Oftentimes when kids don’t do well at school we have a tendency to blame them. We say that they don’t work hard enough or that they’re not smart enough. The problem with this, of course, and particularly in the case of a student not being “smart enough,” is that it doesn’t really give us anywhere to go as instructors.
What if instead of “blaming” the learner we took responsibility, as instructional designers, for the learner’s poor performance? What if our approach was, “Hmmm, this lesson didn’t generate the student performance that I was expecting. How can I change this lesson?” And what if we didn’t stop improving on the lesson until we got the performance we were looking for from every learner?
I can hear some of you thinking, “Holy crap! That’s a lot of work!” And it probably is. And depending on the type of instruction we’re delivering it’s not always viable to iterate enough times to get every learner to the same level of mastery performance. But even if we don’t get every learner to that point, what if we still thought about it differently? If we thought, “Well, Johnny got to 90% of mastery on this lesson and if I had more time to spend I could get him to 100%?”

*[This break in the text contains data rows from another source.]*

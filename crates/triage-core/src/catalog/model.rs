//! Catalog domain model.

use std::collections::HashSet;

use indexmap::IndexSet;
use serde::{Deserialize, Serialize};

use crate::error::{Result, TriageError};
use crate::session::Gender;

/// Demographic window in which a condition can be handled by a pharmacy
/// without a GP visit. Both age bounds are inclusive.
#[derive(Deserialize, Serialize, Debug, Clone, PartialEq, Eq)]
pub struct PharmacyPathway {
    /// Required gender; `None` admits any recorded gender.
    #[serde(default, skip_serializing_if = "Option::is_none")]
    pub gender: Option<Gender>,
    pub min_age: u32,
    pub max_age: u32,
}

impl PharmacyPathway {
    /// Returns true when the given gender and numeric age fall inside the pathway.
    ///
    /// An age that could not be parsed (`None`) never qualifies.
    pub fn admits(&self, gender: Option<Gender>, age: Option<f64>) -> bool {
        if let Some(required) = self.gender {
            if gender != Some(required) {
                return false;
            }
        }

        match age {
            Some(age) => age >= f64::from(self.min_age) && age <= f64::from(self.max_age),
            None => false,
        }
    }
}

/// A single condition entry of the catalog.
#[derive(Deserialize, Serialize, Debug, Clone, PartialEq, Eq)]
pub struct Condition {
    /// Stable identifier (e.g. `uti`)
    pub id: String,
    /// Display name used in prompts and reports
    pub name: String,
    /// Symptoms matched during inference, in display order
    pub symptoms: Vec<String>,
    /// Symptoms that require immediate escalation
    #[serde(default)]
    pub red_flags: Vec<String>,
    /// Over-the-counter treatment options
    #[serde(default)]
    pub otc_options: Vec<String>,
    /// When to seek medical attention
    #[serde(default)]
    pub escalation_criteria: Vec<String>,
    /// Pharmacy pathway; conditions without one are never pharmacy-eligible
    #[serde(default, skip_serializing_if = "Option::is_none")]
    pub pharmacy_pathway: Option<PharmacyPathway>,
}

impl Condition {
    pub fn has_symptom(&self, symptom: &str) -> bool {
        self.symptoms.iter().any(|s| s == symptom)
    }

    pub fn has_red_flag(&self, flag: &str) -> bool {
        self.red_flags.iter().any(|f| f == flag)
    }

    /// Number of this condition's symptoms present in `selected`.
    pub fn match_count(&self, selected: &IndexSet<String>) -> usize {
        self.symptoms
            .iter()
            .filter(|symptom| selected.contains(symptom.as_str()))
            .count()
    }
}

/// On-disk shape of a catalog (`[[condition]]` tables).
#[derive(Deserialize, Serialize, Debug, Clone, Default)]
struct CatalogFile {
    #[serde(rename = "condition", default)]
    conditions: Vec<Condition>,
}

/// An ordered, validated collection of conditions.
///
/// The order is significant: condition inference breaks ties in favour of the
/// entry that comes first.
#[derive(Serialize, Debug, Clone, PartialEq, Eq)]
pub struct Catalog {
    #[serde(rename = "condition")]
    pub(crate) conditions: Vec<Condition>,
}

impl Catalog {
    /// Builds a catalog, rejecting entries that violate the catalog invariants.
    pub fn new(conditions: Vec<Condition>) -> Result<Self> {
        let catalog = Self { conditions };
        catalog.validate()?;
        Ok(catalog)
    }

    /// Parses and validates a catalog from TOML text.
    pub fn from_toml_str(content: &str) -> Result<Self> {
        let file: CatalogFile = toml::from_str(content)?;
        Self::new(file.conditions)
    }

    /// Serializes the catalog back to the `[[condition]]` TOML layout.
    pub fn to_toml_string(&self) -> Result<String> {
        Ok(toml::to_string_pretty(self)?)
    }

    pub fn conditions(&self) -> &[Condition] {
        &self.conditions
    }

    pub fn len(&self) -> usize {
        self.conditions.len()
    }

    pub fn is_empty(&self) -> bool {
        self.conditions.is_empty()
    }

    /// Exact lookup by id.
    pub fn get(&self, id: &str) -> Option<&Condition> {
        self.conditions.iter().find(|c| c.id == id)
    }

    /// Case-insensitive lookup by id or display name.
    pub fn find(&self, query: &str) -> Option<&Condition> {
        let query = query.trim();
        self.conditions
            .iter()
            .find(|c| c.id.eq_ignore_ascii_case(query) || c.name.eq_ignore_ascii_case(query))
    }

    /// Every symptom of every condition, in catalog order, without duplicates.
    pub fn all_symptoms(&self) -> Vec<&str> {
        let mut seen = IndexSet::new();
        for condition in &self.conditions {
            for symptom in &condition.symptoms {
                seen.insert(symptom.as_str());
            }
        }
        seen.into_iter().collect()
    }

    /// Catalog spelling of `text`, matched case-insensitively after trimming.
    ///
    /// Inference compares symptoms exactly, so hosts that accept typed
    /// symptoms normalise them through this first.
    pub fn canonical_symptom(&self, text: &str) -> Option<&str> {
        let text = text.trim();
        self.conditions
            .iter()
            .flat_map(|c| c.symptoms.iter())
            .find(|symptom| symptom.eq_ignore_ascii_case(text))
            .map(String::as_str)
    }

    fn validate(&self) -> Result<()> {
        if self.conditions.is_empty() {
            return Err(TriageError::catalog("catalog has no conditions"));
        }

        let mut ids = HashSet::new();
        for condition in &self.conditions {
            if condition.id.trim().is_empty() {
                return Err(TriageError::catalog("condition id must not be empty"));
            }
            if !ids.insert(condition.id.as_str()) {
                return Err(TriageError::catalog(format!(
                    "duplicate condition id '{}'",
                    condition.id
                )));
            }
            if condition.name.trim().is_empty() {
                return Err(TriageError::catalog(format!(
                    "condition '{}' has an empty name",
                    condition.id
                )));
            }
            if condition.symptoms.is_empty() {
                return Err(TriageError::catalog(format!(
                    "condition '{}' must list at least one symptom",
                    condition.id
                )));
            }

            let mut symptoms = HashSet::new();
            for symptom in &condition.symptoms {
                if symptom.trim().is_empty() {
                    return Err(TriageError::catalog(format!(
                        "condition '{}' has a blank symptom",
                        condition.id
                    )));
                }
                if !symptoms.insert(symptom.as_str()) {
                    return Err(TriageError::catalog(format!(
                        "condition '{}' lists symptom '{}' twice",
                        condition.id, symptom
                    )));
                }
            }

            if let Some(pathway) = &condition.pharmacy_pathway {
                if pathway.min_age > pathway.max_age {
                    return Err(TriageError::catalog(format!(
                        "condition '{}' has a pharmacy pathway with min_age {} above max_age {}",
                        condition.id, pathway.min_age, pathway.max_age
                    )));
                }
            }
        }

        Ok(())
    }
}
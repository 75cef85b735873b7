//! Condition catalog module.
//!
//! The catalog is the static, read-only table the wizard works against: for
//! each condition it lists the symptoms used for matching, the red flags that
//! trigger an urgent referral, the over-the-counter options and escalation
//! criteria printed in the report, and an optional pharmacy pathway.
//!
//! # Module Structure
//!
//! - `model`: Catalog domain models (`Catalog`, `Condition`, `PharmacyPathway`)
//! - `builtin`: The built-in Pharmacy First catalog
//! - `repository`: Repository trait for loading/saving catalogs
//!
//! # Usage
//!
//! ```ignore
//! use triage_core::catalog::{builtin_catalog, Catalog, CatalogRepository};
//! ```

mod builtin;
mod model;
mod repository;

pub use builtin::{BuiltinCatalogRepository, builtin_catalog};
pub use model::{Catalog, Condition, PharmacyPathway};
pub use repository::CatalogRepository;
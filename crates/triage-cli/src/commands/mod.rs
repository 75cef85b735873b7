pub mod catalog;
pub mod check;
pub mod config;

What kind of difference (if any) do you think this would make in the classroom? Do you think it would make for happier kids?
Sad Student image from http://www.missfarah.com
Yes, what if? What if, instead of believing that students are “just lazy”, we looked at what we could do differently to engage them, grab their interest, enliven their love of learning?
Mair, exactly! We all have seen those kids…lying across their desks, poking their neighbor, looking around the room. Instead of thinking of those kids as lazy or not being able to pay attention, what if we looked at the lesson and asked “What might be the reason that this lesson isn’t keeping this learner engaged? Does she have all of the prerequisite skills?” Often in these situations it’s not just a so-called “motivation” problem…it can also be a skills-deficit problem!
The question that I have teams work with is “where is the gap in my instruction?”…and it is the first question I ask MYSELF when I am training and I look out into a sea of blank stares…I think that the important piece of this is for people to understand that blaming the student does not ameliorate the issue and, in fact, can create a self-sustaining vicious circle/cycle.
As you said, “holy crap, that’s a lot of work”…Indeed, it can be a lot of work, especially when one has to take a look at comfortable methods of instruction that are not producing the expected student learning outcomes.